If you are new to flipping, I wanted to share a few tips for flipping houses I’ve picked up over the past several years while investing in real estate. I hope the following suggestions will make their way into your psyche before you jump into the game unprepared, hoping to make millions flipping but end up just another sad story.
How to Estimate Rehab Costs!
Estimating rehab costs accurately can make or break your real estate business, and it takes years of experience for even the best rehabbers to master the art. However, you can expose yourself to less risk and get more accurate with your projections by learning how the pros think when estimating construction costs.
Here are 6 House Flipping Tips
1.) Flipping Houses is Only “Sorta” Investing.
The process of buying a cheap property, adding value, and reselling can be profitable and exciting; and yes, it does fit the Webster’s definition of an investment. However, at face value this form of earning money more closely resembles the buy-low-sell-high model of a clothing store than the wealth building strategies of a true real estate investor. However, flipping CAN be an investment if you use it as a tool to generate income to support a more robust investment strategy. In other words, flipping can help either pay the bills (like a job) or used as a source of cash infusion into your investment strategy. However, don’t assume you will simply “flip your way to retirement.”

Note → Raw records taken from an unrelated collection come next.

//! Error reporting for CGI scripts.
//!
//! # Data Flow
//! ```text
//! unhandled failure in a script
//!     → pages.rs (canned server-error / query-error HTML for the user)
//!     → report.rs (exception report appended to a log, stderr fallback)
//! ```
//!
//! # Design Decisions
//! - Keep this path as simple as possible; a failure while reporting a
//!   failure helps nobody
//! - The user-facing page never carries diagnostics, only the support
//!   address; details go to the exception report

pub mod pages;
pub mod report;

pub use pages::ErrorReporter;
pub use report::{dump, handle_error};
//! Exception reports.

use std::fmt;
use std::fs::OpenOptions;
use std::io::{self, Write};
use std::path::Path;

use crate::errorpage::pages::ErrorReporter;

const DELIMITER: &str = "* * * * * * * * * * * * * * * * * * * * \n";

/// Write an exception report to `w`: timestamp, the sorted process
/// environment, and the error itself, between delimiter lines.
pub fn dump<W: Write>(w: &mut W, error: &dyn fmt::Display) -> io::Result<()> {
    w.write_all(DELIMITER.as_bytes())?;
    writeln!(
        w,
        "Exception Report: {}\n",
        chrono::Local::now().format("%a %b %e %H:%M:%S %Y")
    )?;

    writeln!(w, "Environment variables:")?;
    let mut vars: Vec<(String, String)> = std::env::vars().collect();
    vars.sort();
    for (key, value) in vars {
        writeln!(w, "  {}: {}", key, value)?;
    }
    writeln!(w)?;

    writeln!(w, "{}", error)?;

    writeln!(w, "\n(End of Exception Report)")?;
    w.write_all(DELIMITER.as_bytes())?;
    Ok(())
}

/// Top-level handler for a dying script: shows the server-error page on
/// stdout and appends the exception report to `log_file`.
///
/// When the log file cannot be opened (or none is configured) the
/// report goes to stderr instead, so look there if you have problems.
pub fn handle_error(reporter: &ErrorReporter, log_file: Option<&Path>, error: &dyn fmt::Display) {
    println!("{}", reporter.server_error_page());

    let opened = log_file.and_then(|path| {
        OpenOptions::new()
            .create(true)
            .append(true)
            .open(path)
            .ok()
    });
    let outcome = match opened {
        Some(mut fd) => dump(&mut fd, error),
        None => dump(&mut io::stderr().lock(), error),
    };
    if let Err(err) = outcome {
        tracing::error!(%err, "failed to write exception report");
    }
}

#[cfg(test)]
mod tests {
    use super::*;

    #[test]
    fn dump_frames_the_report() {
        let mut out = Vec::new();
        dump(&mut out, &"something broke").unwrap();
        let report = String::from_utf8(out).unwrap();

        assert!(report.starts_with(DELIMITER));
        assert!(report.ends_with(DELIMITER));
        assert!(report.contains("Exception Report: "));
        assert!(report.contains("Environment variables:"));
        assert!(report.contains("something broke"));
        assert!(report.contains("(End of Exception Report)"));
    }

    #[test]
    fn environment_is_sorted() {
        std::env::set_var("ZZ_REPORT_TEST", "last");
        std::env::set_var("AA_REPORT_TEST", "first");
        let mut out = Vec::new();
        dump(&mut out, &"x").unwrap();
        let report = String::from_utf8(out).unwrap();
        let first = report.find("AA_REPORT_TEST").unwrap();
        let last = report.find("ZZ_REPORT_TEST").unwrap();
        assert!(first < last);
    }

    #[test]
    fn handle_error_appends_to_log_file() {
        let dir = tempfile::tempdir().unwrap();
        let log = dir.path().join("error.log");
        let reporter = ErrorReporter::new();
        handle_error(&reporter, Some(&log), &"first failure");
        handle_error(&reporter, Some(&log), &"second failure");
        let contents = std::fs::read_to_string(&log).unwrap();
        assert!(contents.contains("first failure"));
        assert!(contents.contains("second failure"));
    }
}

2.) You Make Your Money When You Buy
If you pay too much for a property, no amount of spit and shine is going to give you any better financial outcome. A good friend and investor told me once, “If I don’t blush when I offer, I offered too much.” This might mean it will take you twenty, fifty, or even a hundred offers before getting one accepted. However, that work will pay off significantly in the long run.

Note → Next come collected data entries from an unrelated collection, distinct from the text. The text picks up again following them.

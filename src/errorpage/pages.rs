//! Canned error pages.

use crate::config::ErrorPageConfig;

/// Renders the site's error pages.
///
/// Title, banner, footer, and support address all have workable
/// defaults; scripts that want their own override them once at startup.
#[derive(Debug, Clone)]
pub struct ErrorReporter {
    title: String,
    banner: String,
    footer: String,
    support_email: String,
}

impl Default for ErrorReporter {
    fn default() -> Self {
        Self {
            title: "Site".to_owned(),
            banner: String::new(),
            footer: String::new(),
            support_email: "webmaster@localhost".to_owned(),
        }
    }
}

impl ErrorReporter {
    pub fn new() -> Self {
        Self::default()
    }

    /// A reporter carrying the site configuration's title and support
    /// address.
    pub fn from_config(config: &ErrorPageConfig) -> Self {
        let mut reporter = Self::new();
        reporter.set_title(config.title.as_str());
        reporter.set_support_email(config.support_email.as_str());
        reporter
    }

    pub fn set_title(&mut self, title: impl Into<String>) {
        self.title = title.into();
    }

    pub fn set_banner(&mut self, banner: impl Into<String>) {
        self.banner = banner.into();
    }

    pub fn set_footer(&mut self, footer: impl Into<String>) {
        self.footer = footer.into();
    }

    pub fn set_support_email(&mut self, address: impl Into<String>) {
        self.support_email = address.into();
    }

    /// The standard page shown when a script dies processing a request.
    pub fn server_error_page(&self) -> String {
        self.server_error_page_titled(None)
    }

    /// [`server_error_page`](Self::server_error_page) with the title
    /// overridden for this one call.
    pub fn server_error_page_titled(&self, title: Option<&str>) -> String {
        let title = check(title, &self.title);
        format!(
            "<HTML><HEAD>\n\
             <TITLE>{title} - Server Error</TITLE>\n\
             </HEAD><BODY BGCOLOR=\"#FFFFFF\">\n\
             <CENTER>\n\
             <H1>{title}</H1>\n\
             </CENTER>\n\
             <HR>\n\
             <H2>Server Error</H2>\n\
             An error occurred when the server attempted to process your\n\
             request.  To report the problem, send a message to User\n\
             Support at the following address:<P>\n\
             <CENTER>\n\
             <A HREF=\"mailto:{email}\">{email}</A>\n\
             </CENTER><P>\n\
             Please include the following information in your message:\n\
             <UL>\n\
             <LI>Date and time\n\
             <LI>Brief description of problem\n\
             <LI>WWW Browser and version #\n\
             <LI>Type of computer\n\
             <LI>Query form used and search criteria\n\
             </UL>\n\
             <HR>\n\
             </BODY></HTML>",
            title = title,
            email = self.support_email,
        )
    }

    /// A page reporting a problem with the user's query, with `message`
    /// between the configured banner and footer.
    pub fn query_error_page(&self, message: &str) -> String {
        self.query_error_page_with(message, None, None, None)
    }

    /// [`query_error_page`](Self::query_error_page) with any of the
    /// title, banner, and footer overridden for this one call.
    pub fn query_error_page_with(
        &self,
        message: &str,
        title: Option<&str>,
        banner: Option<&str>,
        footer: Option<&str>,
    ) -> String {
        format!(
            "<HTML><HEAD><TITLE>{title} - Query Error</TITLE></HEAD>\n\
             <BODY BGCOLOR=\"#FFFFFF\">{banner}\n\
             <H2>Query Error</H2>\n\
             {message}<HR>\n\
             {footer}",
            title = check(title, &self.title),
            banner = check(banner, &self.banner),
            message = message,
            footer = check(footer, &self.footer),
        )
    }
}

/// The override when one was given and it is non-empty, the configured
/// value otherwise.
fn check<'a>(value: Option<&'a str>, default: &'a str) -> &'a str {
    match value {
        Some(value) if !value.is_empty() => value,
        _ => default,
    }
}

3.) Don’t Simply “Buy Low”
Cheap homes are often times the only factor would-be house flippers look for. However, keep in mind that a cheap house may need significantly more repairs – and money – than one simply average. For example, if you found a home for $50,000.00 that needed $40,000.00 of work and another, similar, that could be had for $80,000.00 but only required $10,000.00 worth of repairs, which would be a better flip? If future value is the same, obviously the home that needed far less work (and time) would be a better option. Additionally, these homes in the marginal middle of the price range are often neglected by both retail buyers AND investors – giving you a better opportunity for a lower price.
4.) Be Conservative In Your Math
Perhaps the easiest and most common mistake among newbie home flippers is an unrealistic look at what a home actually costs to remodel. Trust me – I’ve made this mistake multiple times. I am always continually surprised at just how quickly costs can add up. It is important that you get a realistic idea of what the costs will be and add significant amounts of cushion to your figures. Also, don’t forget to include holding costs – such as taxes, insurance, mortgage payments, utilities, and any other charges that might occur. A good rule of thumb is to double your projected budget and double your projected timeline. If the deal still pencils out, proceed.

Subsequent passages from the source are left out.